Quickstart
YData SDK allows you to with an easy and familiar interface, to adopt a Data-Centric AI approach for the development of Machine Learning solutions. YData SDK features were designed to support structure data, including tabular data, time-series and transactional data.
Read data
To start leveraging the package features you should consume your data either through the Connectors or pandas.Dataframe. The list of available connectors can be found here [add a link].
# Example for a Google Cloud Storage Connector
credentials = "{insert-credentials-file-path}"
# We create a new connector for Google Cloud Storage
connector = Connector(connector_type='gcs', credentials=credentials)
# Create a Datasource from the connector
# Note that a connector can be re-used for several datasources
X = DataSource(connector=connector, path='gs://<my_bucket>.csv')
The synthesis process returns a pandas.DataFrame
object.
Note that if you are using the ydata-fabric-sdk
free version, all of your data is sent to a remote cluster on YData's infrastructure.
Data synthesis flow
The process of data synthesis can be described into the following steps:
stateDiagram-v2
state read_data
read_data --> init_synth
init_synth --> train_synth
train_synth --> generate_samples
generate_samples --> [*]
The code snippet below shows how easy can be to start generating new synthetic data.
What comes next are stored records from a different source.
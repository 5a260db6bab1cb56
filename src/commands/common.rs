// src/commands/common.rs
//! Shared utilities for CLI commands.

use std::fs;
use std::io::{self, IsTerminal};
use std::path::Path;

use crate::cli::ColorMode;
use crate::errors::{DecodeError, render_to_stderr};

/// Check if stdout supports color output.
pub fn stdout_supports_color() -> bool {
    // Respect NO_COLOR environment variable (https://no-color.org/)
    if std::env::var_os("NO_COLOR").is_some() {
        return false;
    }
    io::stdout().is_terminal()
}

/// ANSI color codes for terminal output.
pub struct TermColors {
    use_color: bool,
}

impl TermColors {
    /// Create a new TermColors with explicit color mode.
    pub fn with_mode(mode: ColorMode) -> Self {
        let use_color = match mode {
            ColorMode::Auto => stdout_supports_color(),
            ColorMode::Always => true,
            ColorMode::Never => false,
        };
        Self { use_color }
    }

    /// Green text (for success).
    pub fn green(&self) -> &'static str {
        if self.use_color { "\x1b[32m" } else { "" }
    }

    /// Red text (for errors/failures).
    pub fn red(&self) -> &'static str {
        if self.use_color { "\x1b[31m" } else { "" }
    }

    /// Yellow text (for partial results).
    pub fn yellow(&self) -> &'static str {
        if self.use_color { "\x1b[33m" } else { "" }
    }

    /// Dim/gray text (for secondary info).
    pub fn dim(&self) -> &'static str {
        if self.use_color { "\x1b[90m" } else { "" }
    }

    /// Reset to default colors.
    pub fn reset(&self) -> &'static str {
        if self.use_color { "\x1b[0m" } else { "" }
    }
}

/// Read a whole input file.
pub fn read_image(path: &Path) -> Result<Vec<u8>, DecodeError> {
    fs::read(path).map_err(|source| DecodeError::Io {
        path: path.display().to_string(),
        source,
    })
}

/// Print a decode error for `path` to stderr.
pub fn report_error(path: &Path, err: &DecodeError, color_mode: ColorMode) {
    eprintln!("{}:", path.display());
    render_to_stderr(err, color_mode);
}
The package includes a set of examples datasets for a quickstart.
from ydata.sdk.dataset import get_dataset
#read the example data
X = get_dataset('census')
# Init a synthesizer
synth = RegularSynthesizer()
# Fit the synthesizer to the input data
synth.fit(X)
# Sample new synthetic data. The below request ask for new 1000 synthetic rows
synth.sample(n_samples=1000)
Do I need to prepare my data before synthesis?
The sdk ensures that the original behaviour is replicated. For that reason, there is no need to preprocess outlier observations or missing data.
By default all the missing data is replicated as NaN.